BEGIN GIVEN ENTRIES

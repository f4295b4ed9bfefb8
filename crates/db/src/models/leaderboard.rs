//! Leaderboard score rows computed in SQL.

use sqlx::FromRow;
use studyhub_core::leaderboard::ScoredUser;
use studyhub_core::types::{DbId, Timestamp};

/// One candidate's timeframe score, before ranking.
#[derive(Debug, Clone, FromRow)]
pub struct LeaderboardScoreRow {
    pub user_id: DbId,
    pub score: i64,
    pub last_activity_at: Option<Timestamp>,
}

impl From<LeaderboardScoreRow> for ScoredUser {
    fn from(row: LeaderboardScoreRow) -> Self {
        ScoredUser {
            user_id: row.user_id,
            score: row.score,
            last_activity_at: row.last_activity_at,
        }
    }
}
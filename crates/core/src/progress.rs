//! Progress accumulation: total points, level, badge tier and streaks.
//!
//! [`compute_progress`] is a pure fold over a user's ledger. The point total is
//! order-independent; streaks and `last_activity_at` are not, so the ledger is
//! always walked in ascending `occurred_at` order regardless of input order.

use std::collections::{BTreeMap, BTreeSet};

use chrono::NaiveDate;
use serde::{Deserialize, Serialize};

use crate::actions::{ActionKind, ActionMetadata, ActionRecord};
use crate::points::classify;
use crate::types::{DbId, Timestamp};

// ---------------------------------------------------------------------------
// Levels
// ---------------------------------------------------------------------------

/// Minimum total points for each level; index 0 is level 1.
pub const LEVEL_THRESHOLDS: [i64; 10] = [0, 50, 150, 300, 500, 800, 1200, 1700, 2300, 3000];

/// Highest reachable level.
pub const MAX_LEVEL: u32 = LEVEL_THRESHOLDS.len() as u32;

/// Level for a point total. Totals below zero stay at level 1.
pub fn level_for_points(points: i64) -> u32 {
    let reached = LEVEL_THRESHOLDS.iter().filter(|&&t| points >= t).count() as u32;
    reached.max(1)
}

/// Points still needed to reach the next level, or `None` at the cap.
pub fn points_to_next_level(points: i64) -> Option<i64> {
    let level = level_for_points(points);
    LEVEL_THRESHOLDS
        .get(level as usize)
        .map(|next| (next - points).max(0))
}

// ---------------------------------------------------------------------------
// BadgeLevel
// ---------------------------------------------------------------------------

/// Coarse tier shown next to a user's name.
#[derive(Debug, Clone, Copy, PartialEq, Eq, PartialOrd, Ord, Hash, Serialize, Deserialize)]
#[serde(rename_all = "snake_case")]
pub enum BadgeLevel {
    Newcomer,
    Contributor,
    Expert,
    Legend,
}

impl BadgeLevel {
    pub const ALL: [BadgeLevel; 4] = [
        BadgeLevel::Newcomer,
        BadgeLevel::Contributor,
        BadgeLevel::Expert,
        BadgeLevel::Legend,
    ];

    /// Bucket a level into its tier.
    pub fn from_level(level: u32) -> Self {
        match level {
            0..=2 => BadgeLevel::Newcomer,
            3..=5 => BadgeLevel::Contributor,
            6..=8 => BadgeLevel::Expert,
            _ => BadgeLevel::Legend,
        }
    }

    pub fn as_str(self) -> &'static str {
        match self {
            BadgeLevel::Newcomer => "newcomer",
            BadgeLevel::Contributor => "contributor",
            BadgeLevel::Expert => "expert",
            BadgeLevel::Legend => "legend",
        }
    }

    /// Human-readable label for display in the UI.
    pub fn label(self) -> &'static str {
        match self {
            BadgeLevel::Newcomer => "Newcomer",
            BadgeLevel::Contributor => "Contributor",
            BadgeLevel::Expert => "Expert",
            BadgeLevel::Legend => "Legend",
        }
    }
}

// ---------------------------------------------------------------------------
// UserProgress
// ---------------------------------------------------------------------------

/// Derived per-user progress. Never stored as an authority; always
/// recomputable from the ledger.
#[derive(Debug, Clone, PartialEq, Serialize, Deserialize)]
pub struct UserProgress {
    pub user_id: DbId,
    pub total_points: i64,
    pub level: u32,
    pub badge_level: BadgeLevel,
    pub achievements_unlocked: BTreeSet<String>,
    pub action_counts: BTreeMap<ActionKind, u32>,
    pub current_streak_days: u32,
    pub longest_streak_days: u32,
    pub last_activity_at: Option<Timestamp>,
    /// Ledger rows ignored because they could not be classified.
    pub skipped_records: u32,
}

impl UserProgress {
    /// Progress for a user with an empty ledger.
    pub fn empty(user_id: DbId) -> Self {
        Self {
            user_id,
            total_points: 0,
            level: 1,
            badge_level: BadgeLevel::Newcomer,
            achievements_unlocked: BTreeSet::new(),
            action_counts: BTreeMap::new(),
            current_streak_days: 0,
            longest_streak_days: 0,
            last_activity_at: None,
            skipped_records: 0,
        }
    }

    /// Number of valid ledger rows of the given kind.
    pub fn action_count(&self, kind: ActionKind) -> u32 {
        self.action_counts.get(&kind).copied().unwrap_or(0)
    }

    /// Apply a point delta and re-derive level and badge.
    pub fn add_points(&mut self, delta: i64) {
        self.total_points += delta;
        self.level = level_for_points(self.total_points);
        self.badge_level = BadgeLevel::from_level(self.level);
    }

    /// Points still needed to reach the next level.
    pub fn points_to_next_level(&self) -> Option<i64> {
        points_to_next_level(self.total_points)
    }
}

// ---------------------------------------------------------------------------
// Accumulation
// ---------------------------------------------------------------------------

/// Fold a user's ledger into their progress.
///
/// Records that fail classification, or that belong to a different user, are
/// skipped with a warning and counted in `skipped_records`; one bad row never
/// blanks a whole history.
pub fn compute_progress(user_id: DbId, ledger: &[ActionRecord]) -> UserProgress {
    let mut ordered: Vec<&ActionRecord> = ledger.iter().collect();
    ordered.sort_by_key(|r| r.occurred_at);

    let mut progress = UserProgress::empty(user_id);
    let mut streak = StreakTracker::default();

    for record in ordered {
        if record.user_id != user_id {
            tracing::warn!(
                user_id,
                record_user_id = record.user_id,
                "Skipping ledger record that belongs to another user"
            );
            progress.skipped_records += 1;
            continue;
        }

        let classification = match classify(record) {
            Ok(c) => c,
            Err(e) => {
                tracing::warn!(
                    user_id,
                    action_type = %record.action_type,
                    occurred_at = %record.occurred_at,
                    error = %e,
                    "Skipping malformed ledger record"
                );
                progress.skipped_records += 1;
                continue;
            }
        };

        progress.total_points += classification.points;
        *progress.action_counts.entry(classification.kind).or_insert(0) += 1;

        if let ActionMetadata::Achievement { achievement_id, .. } = &record.metadata {
            progress.achievements_unlocked.insert(achievement_id.clone());
        }

        if classification.kind.is_user_activity() {
            progress.last_activity_at = Some(record.occurred_at);
            streak.observe(record.occurred_at.date_naive());
        }
    }

    progress.level = level_for_points(progress.total_points);
    progress.badge_level = BadgeLevel::from_level(progress.level);
    progress.current_streak_days = streak.current;
    progress.longest_streak_days = streak.longest;
    progress
}

/// Consecutive-day tracker fed with non-decreasing dates.
#[derive(Debug, Default)]
struct StreakTracker {
    last_day: Option<NaiveDate>,
    current: u32,
    longest: u32,
}

impl StreakTracker {
    fn observe(&mut self, day: NaiveDate) {
        self.current = match self.last_day {
            Some(last) if last == day => self.current,
            Some(last) if last.succ_opt() == Some(day) => self.current + 1,
            _ => 1,
        };
        self.last_day = Some(day);
        self.longest = self.longest.max(self.current);
    }
}

// ---------------------------------------------------------------------------
// Tests
// ---------------------------------------------------------------------------

#[cfg(test)]
mod tests {
    use chrono::{Duration, TimeZone, Utc};

    use super::*;
    use crate::actions::ResourceType;

    fn day(d: u32) -> Timestamp {
        Utc.with_ymd_and_hms(2026, 4, d, 10, 0, 0).unwrap()
    }

    fn rec(kind: ActionKind, at: Timestamp) -> ActionRecord {
        ActionRecord::new(7, kind, at)
    }

    // -- levels --

    #[test]
    fn level_boundaries() {
        assert_eq!(level_for_points(-40), 1);
        assert_eq!(level_for_points(0), 1);
        assert_eq!(level_for_points(49), 1);
        assert_eq!(level_for_points(50), 2);
        assert_eq!(level_for_points(2999), 9);
        assert_eq!(level_for_points(3000), MAX_LEVEL);
        assert_eq!(level_for_points(1_000_000), MAX_LEVEL);
    }

    #[test]
    fn level_is_monotonic() {
        let mut previous = 0;
        for points in (-100..4000).step_by(7) {
            let level = level_for_points(points);
            assert!(level >= previous);
            previous = level;
        }
    }

    #[test]
    fn next_level_distance() {
        assert_eq!(points_to_next_level(0), Some(50));
        assert_eq!(points_to_next_level(140), Some(10));
        assert_eq!(points_to_next_level(3000), None);
    }

    #[test]
    fn badge_tiers() {
        assert_eq!(BadgeLevel::from_level(1), BadgeLevel::Newcomer);
        assert_eq!(BadgeLevel::from_level(3), BadgeLevel::Contributor);
        assert_eq!(BadgeLevel::from_level(6), BadgeLevel::Expert);
        assert_eq!(BadgeLevel::from_level(10), BadgeLevel::Legend);
    }

    // -- compute_progress --

    #[test]
    fn empty_ledger_is_floor() {
        let p = compute_progress(7, &[]);
        assert_eq!(p.total_points, 0);
        assert_eq!(p.level, 1);
        assert_eq!(p.badge_level, BadgeLevel::Newcomer);
        assert!(p.achievements_unlocked.is_empty());
        assert!(p.last_activity_at.is_none());
        assert_eq!(p, UserProgress::empty(7));
    }

    #[test]
    fn upload_upvote_downvote_totals_thirteen() {
        let ledger = vec![
            rec(ActionKind::UploadResource, day(1)),
            rec(ActionKind::ReceiveUpvote, day(2)),
            rec(ActionKind::ReceiveDownvote, day(3)),
        ];
        let p = compute_progress(7, &ledger);
        assert_eq!(p.total_points, 13);
        assert_eq!(p.action_count(ActionKind::ReceiveDownvote), 1);
    }

    #[test]
    fn total_equals_sum_of_classifications() {
        let ledger = vec![
            rec(ActionKind::UploadResource, day(1)).with_resource(1, Some(ResourceType::Notes)),
            rec(ActionKind::ReceiveUpvote, day(1)).with_resource(1, Some(ResourceType::PastPaper)),
            rec(ActionKind::ShareCollection, day(2)),
            rec(ActionKind::ReceiveDownvote, day(4)),
            ActionRecord::achievement_unlocked(7, "first_upload", 10, day(4)),
        ];
        let expected: i64 = ledger.iter().map(|r| classify(r).unwrap().points).sum();
        assert_eq!(compute_progress(7, &ledger).total_points, expected);
    }

    #[test]
    fn recomputation_is_identical() {
        let ledger = vec![
            rec(ActionKind::DailyLogin, day(3)),
            rec(ActionKind::UploadResource, day(1)),
            ActionRecord::achievement_unlocked(7, "first_upload", 10, day(1)),
        ];
        let a = compute_progress(7, &ledger);
        let b = compute_progress(7, &ledger);
        assert_eq!(a, b);
        assert_eq!(
            serde_json::to_string(&a).unwrap(),
            serde_json::to_string(&b).unwrap()
        );
    }

    #[test]
    fn malformed_records_are_skipped_not_fatal() {
        let mut bogus = rec(ActionKind::UploadResource, day(2));
        bogus.action_type = "bogus_action".into();
        let mut missing = rec(ActionKind::UploadResource, day(2));
        missing.action_type = String::new();

        let ledger = vec![rec(ActionKind::UploadResource, day(1)), bogus, missing];
        let p = compute_progress(7, &ledger);
        assert_eq!(p.total_points, 10);
        assert_eq!(p.skipped_records, 2);
    }

    #[test]
    fn foreign_records_are_skipped() {
        let ledger = vec![
            rec(ActionKind::UploadResource, day(1)),
            ActionRecord::new(99, ActionKind::UploadResource, day(1)),
        ];
        let p = compute_progress(7, &ledger);
        assert_eq!(p.total_points, 10);
        assert_eq!(p.skipped_records, 1);
    }

    #[test]
    fn achievements_come_from_award_rows() {
        let ledger = vec![
            rec(ActionKind::UploadResource, day(1)),
            ActionRecord::achievement_unlocked(7, "first_upload", 10, day(1)),
        ];
        let p = compute_progress(7, &ledger);
        assert!(p.achievements_unlocked.contains("first_upload"));
        assert_eq!(p.total_points, 20);
    }

    // -- activity and streaks --

    #[test]
    fn last_activity_ignores_input_order_and_award_rows() {
        let ledger = vec![
            ActionRecord::achievement_unlocked(7, "first_upload", 10, day(9)),
            rec(ActionKind::DailyLogin, day(5)),
            rec(ActionKind::UploadResource, day(2)),
        ];
        let p = compute_progress(7, &ledger);
        assert_eq!(p.last_activity_at, Some(day(5)));
    }

    #[test]
    fn streak_counts_consecutive_days() {
        let ledger = vec![
            rec(ActionKind::DailyLogin, day(1)),
            rec(ActionKind::DailyLogin, day(2)),
            rec(ActionKind::UploadResource, day(2) + Duration::hours(3)),
            rec(ActionKind::DailyLogin, day(3)),
            rec(ActionKind::DailyLogin, day(6)),
            rec(ActionKind::DailyLogin, day(7)),
        ];
        let p = compute_progress(7, &ledger);
        assert_eq!(p.longest_streak_days, 3);
        assert_eq!(p.current_streak_days, 2);
    }

    #[test]
    fn streak_is_order_independent_of_input() {
        let mut ledger = vec![
            rec(ActionKind::DailyLogin, day(3)),
            rec(ActionKind::DailyLogin, day(1)),
            rec(ActionKind::DailyLogin, day(2)),
        ];
        let forward = compute_progress(7, &ledger);
        ledger.reverse();
        let backward = compute_progress(7, &ledger);
        assert_eq!(forward.current_streak_days, 3);
        assert_eq!(forward, backward);
    }

    #[test]
    fn add_points_rederives_level() {
        let mut p = UserProgress::empty(1);
        p.add_points(160);
        assert_eq!(p.level, 3);
        assert_eq!(p.badge_level, BadgeLevel::Contributor);
        p.add_points(-200);
        assert_eq!(p.level, 1);
    }
}
//! StudyHub gamification core.
//!
//! Pure domain logic for points, progress, achievements, leaderboards and
//! analytics. Nothing in this crate performs I/O: every function is derived
//! from the action ledger handed to it plus the static rule tables.
//!
//! Dependency order (leaves first):
//!
//! - [`points`] -- classifies an action into a point award and category.
//! - [`progress`] -- folds a user's ledger into [`progress::UserProgress`].
//! - [`achievements`] -- evaluates the catalog against progress.
//! - [`leaderboard`] -- ranks users within a scope and timeframe.
//! - [`analytics`] -- population-wide rollups.

pub mod achievements;
pub mod actions;
pub mod analytics;
pub mod error;
pub mod leaderboard;
pub mod points;
pub mod progress;
pub mod roles;
pub mod timeframe;
pub mod types;
//! Notification entity model and DTOs.

use serde::Serialize;
use sqlx::FromRow;
use studyhub_core::types::{DbId, Timestamp};

/// Notification kind written when an achievement is unlocked.
pub const KIND_ACHIEVEMENT_UNLOCKED: &str = "achievement_unlocked";

/// A row from the `notifications` table.
#[derive(Debug, Clone, FromRow, Serialize)]
pub struct Notification {
    pub id: DbId,
    pub user_id: DbId,
    pub kind: String,
    pub title: String,
    pub body: String,
    pub payload: serde_json::Value,
    pub is_read: bool,
    pub read_at: Option<Timestamp>,
    pub created_at: Timestamp,
}

/// DTO for creating a notification.
#[derive(Debug, Clone)]
pub struct CreateNotification {
    pub user_id: DbId,
    pub kind: String,
    pub title: String,
    pub body: String,
    pub payload: serde_json::Value,
}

END GIVEN ENTRIES

**ACTIVITY:**
Pull out the lines above in which the word "static" appears.

**SOLUTION TO THIS TASK:**
    pub fn as_str(self) -> &'static str {
    pub fn label(self) -> &'static str {
//! from the action ledger handed to it plus the static rule tables.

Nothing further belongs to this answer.